Let go or be dragged.- my kitchen magnet
Also: staring judgmentally at my forehead, obligatory housework (fuck housework, let the laundry pile become a tower), pleasantries, restrained conversation, half truths, my body looking or feeling a certain way, guilt about not doing enough or being enough, fear of the present and future, grocery lists.
I want to hold onto:
The quiet voice.
Beneath the waves of crushing anxiety, the homework, the papers, the plans, the debt, the responsibilities, there is a quiet voice. When I slow down enough, when I sit on the meditation cushion enough, when I breathe deeply enough, I can hear this quiet voice. It sounds like trust, truth, love, faith and community. It sounds like “enough.” May I nurture the quiet voice inside in 2021. May I lean in and learn to notice when I am not listening.

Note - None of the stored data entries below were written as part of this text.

//! Buffered appends to one segment file.
//!
//! Blocks are formed in place inside a single memory area that holds up to
//! `max_large_write_len` bytes of finished blocks plus one block being built
//! (`max_buffer_len`). Once the finished bytes reach `max_large_write_len`
//! exactly that many are written in one physical write, the overflow is moved
//! to the front and, if requested, a WAL record for the written range is
//! emitted after the write.

use std::fs::File;
use std::io;
use std::sync::Arc;

use tracing::{debug, trace};

use crate::error::{Error, Result};
use crate::wal::{AoWal, RelFileNode};

/// The physical file behind a [`BufferedAppend`].
pub trait AppendFile: Send {
    fn write_all(&mut self, buf: &[u8]) -> io::Result<()>;
    fn sync_all(&mut self) -> io::Result<()>;
}

impl AppendFile for File {
    fn write_all(&mut self, buf: &[u8]) -> io::Result<()> {
        io::Write::write_all(self, buf)
    }

    fn sync_all(&mut self) -> io::Result<()> {
        File::sync_all(self)
    }
}

/// Where WAL records for this file go.
#[derive(Clone)]
pub struct WalTarget {
    pub wal: Arc<dyn AoWal>,
    pub node: RelFileNode,
    pub segment_file_num: u32,
}

#[derive(Debug, Clone, Copy, Default, PartialEq, Eq)]
pub struct AppendStats {
    pub physical_writes: u64,
    pub bytes_written: u64,
}

pub struct BufferedAppend {
    memory: Vec<u8>,
    max_buffer_len: usize,
    max_large_write_len: usize,

    /// File offset of `memory[0]`.
    large_write_pos: u64,
    /// Finished bytes at the front of `memory` not yet written.
    large_write_len: usize,
    /// Length of the outstanding buffer, if one was handed out.
    buffer_len: Option<usize>,

    file: Option<Box<dyn AppendFile>>,
    file_name: String,
    file_len: u64,
    file_len_uncompressed: u64,
    wal: Option<WalTarget>,
    stats: AppendStats,
}

impl BufferedAppend {
    pub fn new(max_buffer_len: usize, max_large_write_len: usize) -> Result<Self> {
        if max_buffer_len == 0 || max_large_write_len < max_buffer_len {
            return Err(Error::contract(format!(
                "large write length {} must be at least the buffer length {}",
                max_large_write_len, max_buffer_len
            )));
        }
        Ok(Self {
            memory: vec![0u8; max_buffer_len + max_large_write_len],
            max_buffer_len,
            max_large_write_len,
            large_write_pos: 0,
            large_write_len: 0,
            buffer_len: None,
            file: None,
            file_name: String::new(),
            file_len: 0,
            file_len_uncompressed: 0,
            wal: None,
            stats: AppendStats::default(),
        })
    }

    /// Start appending to `file` at `eof`. The file must already be positioned
    /// (or truncated) there.
    pub fn set_file(
        &mut self,
        file: Box<dyn AppendFile>,
        file_name: &str,
        eof: u64,
        eof_uncompressed: u64,
        wal: Option<WalTarget>,
    ) -> Result<()> {
        if self.file.is_some() {
            return Err(Error::contract(format!(
                "buffered append already has file '{}' open",
                self.file_name
            )));
        }
        self.file = Some(file);
        self.file_name = file_name.to_string();
        self.large_write_pos = eof;
        self.large_write_len = 0;
        self.buffer_len = None;
        self.file_len = eof;
        self.file_len_uncompressed = eof_uncompressed;
        self.wal = wal;
        Ok(())
    }

    pub fn is_open(&self) -> bool {
        self.file.is_some()
    }

    pub fn file_name(&self) -> &str {
        &self.file_name
    }

    pub fn max_buffer_len(&self) -> usize {
        self.max_buffer_len
    }

    /// File offset the next acquired buffer will be written at.
    pub fn next_buffer_position(&self) -> u64 {
        self.large_write_pos + self.large_write_len as u64
    }

    /// Logical length including finished but unwritten bytes.
    pub fn file_len(&self) -> u64 {
        self.file_len
    }

    pub fn stats(&self) -> AppendStats {
        self.stats
    }

    fn ensure_open(&self) -> Result<()> {
        if self.file.is_none() {
            return Err(Error::contract("buffered append has no open file"));
        }
        Ok(())
    }

    /// Hand out a buffer of `len` bytes for the next block.
    pub fn get_buffer(&mut self, len: usize) -> Result<&mut [u8]> {
        self.ensure_open()?;
        if self.buffer_len.is_some() {
            return Err(Error::contract("a buffer is already outstanding"));
        }
        if len == 0 || len > self.max_buffer_len {
            return Err(Error::contract(format!(
                "requested buffer length {} outside 1..={}",
                len, self.max_buffer_len
            )));
        }
        self.buffer_len = Some(len);
        let start = self.large_write_len;
        Ok(&mut self.memory[start..start + len])
    }

    /// Hand out the largest buffer, or `None` when a buffer is outstanding.
    pub fn get_max_buffer(&mut self) -> Option<&mut [u8]> {
        if self.file.is_none() || self.buffer_len.is_some() {
            return None;
        }
        self.buffer_len = Some(self.max_buffer_len);
        let start = self.large_write_len;
        Some(&mut self.memory[start..start + self.max_buffer_len])
    }

    /// The outstanding buffer again, as handed out.
    pub fn outstanding_buffer(&mut self) -> Result<&mut [u8]> {
        let len = self
            .buffer_len
            .ok_or_else(|| Error::contract("no buffer is outstanding"))?;
        let start = self.large_write_len;
        Ok(&mut self.memory[start..start + len])
    }

    /// Forget the outstanding buffer. Nothing is written.
    pub fn cancel_last_buffer(&mut self) {
        self.buffer_len = None;
    }

    pub fn is_buffer_outstanding(&self) -> bool {
        self.buffer_len.is_some()
    }

    /// Commit the first `used_len` bytes of the outstanding buffer.
    pub fn finish_buffer(
        &mut self,
        used_len: usize,
        used_uncompressed_len: usize,
        needs_wal: bool,
    ) -> Result<()> {
        let acquired = self
            .buffer_len
            .take()
            .ok_or_else(|| Error::contract("finish_buffer without an outstanding buffer"))?;
        if used_len > acquired {
            return Err(Error::contract(format!(
                "used length {} exceeds the acquired buffer of {} bytes",
                used_len, acquired
            )));
        }
        self.large_write_len += used_len;
        self.file_len += used_len as u64;
        self.file_len_uncompressed += used_uncompressed_len as u64;

        if self.large_write_len >= self.max_large_write_len {
            self.write(self.max_large_write_len, needs_wal)?;
            let carry = self.large_write_len - self.max_large_write_len;
            self.memory
                .copy_within(self.max_large_write_len..self.max_large_write_len + carry, 0);
            self.large_write_pos += self.max_large_write_len as u64;
            self.large_write_len = carry;
        }
        Ok(())
    }

    /// Write `memory[..len]` at `large_write_pos`, then log it.
    fn write(&mut self, len: usize, needs_wal: bool) -> Result<()> {
        let file = self
            .file
            .as_mut()
            .ok_or_else(|| Error::contract("buffered append has no open file"))?;
        file.write_all(&self.memory[..len]).map_err(|e| {
            Error::io(
                format!("could not write {} bytes at offset {} of '{}'", len, self.large_write_pos, self.file_name),
                e,
            )
        })?;
        self.stats.physical_writes += 1;
        self.stats.bytes_written += len as u64;
        trace!(file = %self.file_name, offset = self.large_write_pos, len, "physical write");

        if needs_wal {
            if let Some(target) = &self.wal {
                target.wal.append_ao_record(
                    target.node,
                    target.segment_file_num,
                    self.large_write_pos,
                    &self.memory[..len],
                )?;
            }
        }
        Ok(())
    }

    /// Write whatever is pending and give the file back.
    ///
    /// Returns `(eof, eof_uncompressed, file)`.
    pub fn complete_file(&mut self, needs_wal: bool) -> Result<(u64, u64, Box<dyn AppendFile>)> {
        self.ensure_open()?;
        if self.buffer_len.is_some() {
            return Err(Error::contract("cannot complete file with an outstanding buffer"));
        }
        if self.large_write_len > 0 {
            self.write(self.large_write_len, needs_wal)?;
            self.large_write_pos += self.large_write_len as u64;
            self.large_write_len = 0;
        }
        debug_assert_eq!(self.large_write_pos, self.file_len);
        let file = self
            .file
            .take()
            .ok_or_else(|| Error::contract("buffered append has no open file"))?;
        debug!(
            file = %self.file_name,
            eof = self.file_len,
            eof_uncompressed = self.file_len_uncompressed,
            writes = self.stats.physical_writes,
            "completed segment file"
        );
        self.wal = None;
        Ok((self.file_len, self.file_len_uncompressed, file))
    }
}

#[cfg(test)]
mod tests {
    use super::*;
    use parking_lot::Mutex;

    /// Records every physical write.
    #[derive(Clone, Default)]
    struct MemFile(Arc<Mutex<Vec<Vec<u8>>>>);

    impl AppendFile for MemFile {
        fn write_all(&mut self, buf: &[u8]) -> io::Result<()> {
            self.0.lock().push(buf.to_vec());
            Ok(())
        }

        fn sync_all(&mut self) -> io::Result<()> {
            Ok(())
        }
    }

    fn append_block(ba: &mut BufferedAppend, len: usize, fill: u8) {
        let buf = ba.get_buffer(len).unwrap();
        buf.fill(fill);
        ba.finish_buffer(len, len, false).unwrap();
    }

    #[test]
    fn writes_exactly_large_write_len_and_carries_rest() {
        let file = MemFile::default();
        let mut ba = BufferedAppend::new(100, 200).unwrap();
        ba.set_file(Box::new(file.clone()), "t", 0, 0, None).unwrap();

        append_block(&mut ba, 90, 1);
        append_block(&mut ba, 90, 2);
        assert!(file.0.lock().is_empty());
        append_block(&mut ba, 90, 3);
        {
            let writes = file.0.lock();
            assert_eq!(writes.len(), 1);
            assert_eq!(writes[0].len(), 200);
            assert_eq!(writes[0][179], 2);
            assert_eq!(writes[0][199], 3);
        }
        assert_eq!(ba.next_buffer_position(), 270);

        let (eof, eof_uncompressed, _) = ba.complete_file(false).unwrap();
        assert_eq!((eof, eof_uncompressed), (270, 270));
        let writes = file.0.lock();
        assert_eq!(writes.len(), 2);
        assert_eq!(writes[1], vec![3u8; 70]);
        let total: usize = writes.iter().map(|w| w.len()).sum();
        assert_eq!(total as u64, eof);
    }

    #[test]
    fn cancel_discards_buffer() {
        let file = MemFile::default();
        let mut ba = BufferedAppend::new(64, 128).unwrap();
        ba.set_file(Box::new(file.clone()), "t", 1000, 4000, None).unwrap();
        ba.get_buffer(10).unwrap().fill(9);
        ba.cancel_last_buffer();
        assert!(ba.get_max_buffer().is_some());
        ba.cancel_last_buffer();
        let (eof, eof_uncompressed, _) = ba.complete_file(false).unwrap();
        assert_eq!((eof, eof_uncompressed), (1000, 4000));
        assert!(file.0.lock().is_empty());
    }

    #[test]
    fn buffer_protocol_violations() {
        let mut ba = BufferedAppend::new(64, 128).unwrap();
        assert!(ba.get_buffer(8).is_err());
        ba.set_file(Box::new(MemFile::default()), "t", 0, 0, None).unwrap();
        assert!(ba.finish_buffer(1, 1, false).is_err());
        assert!(ba.get_buffer(65).is_err());
        ba.get_buffer(8).unwrap();
        assert!(ba.get_max_buffer().is_none());
        assert!(ba.finish_buffer(9, 9, false).is_err());
        assert!(BufferedAppend::new(64, 32).is_err());
    }
}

Also: home made pasta, new friends and 57 degree river swims, learning to roller ski, planning trips and taking them, seeing Jenny, baked macaroni and cheese and my ambition to return to veganism (I am large, I contain multitudes), sobriety, sweet, sweet, sobriety, emotional, physical sobriety, my daily meditation and biweekly RAIN meditation, cross country skiing, everything that is my daughter, Finn and Morning holding hands, fires in the hearth, trusting my own worthiness and goodness.
“I can’t relate to anyone who has said 2020 is such a bad year. For the first time in as long as I can remember, I had a roof over my head for the whole year. I have housing! I haven’t been to the hospital. I have worked my menial job at Door dash. For me, 2020 has been the best year.” – my brother called while I was writing and this is what he said. 12/31/2020. 9:05 pm.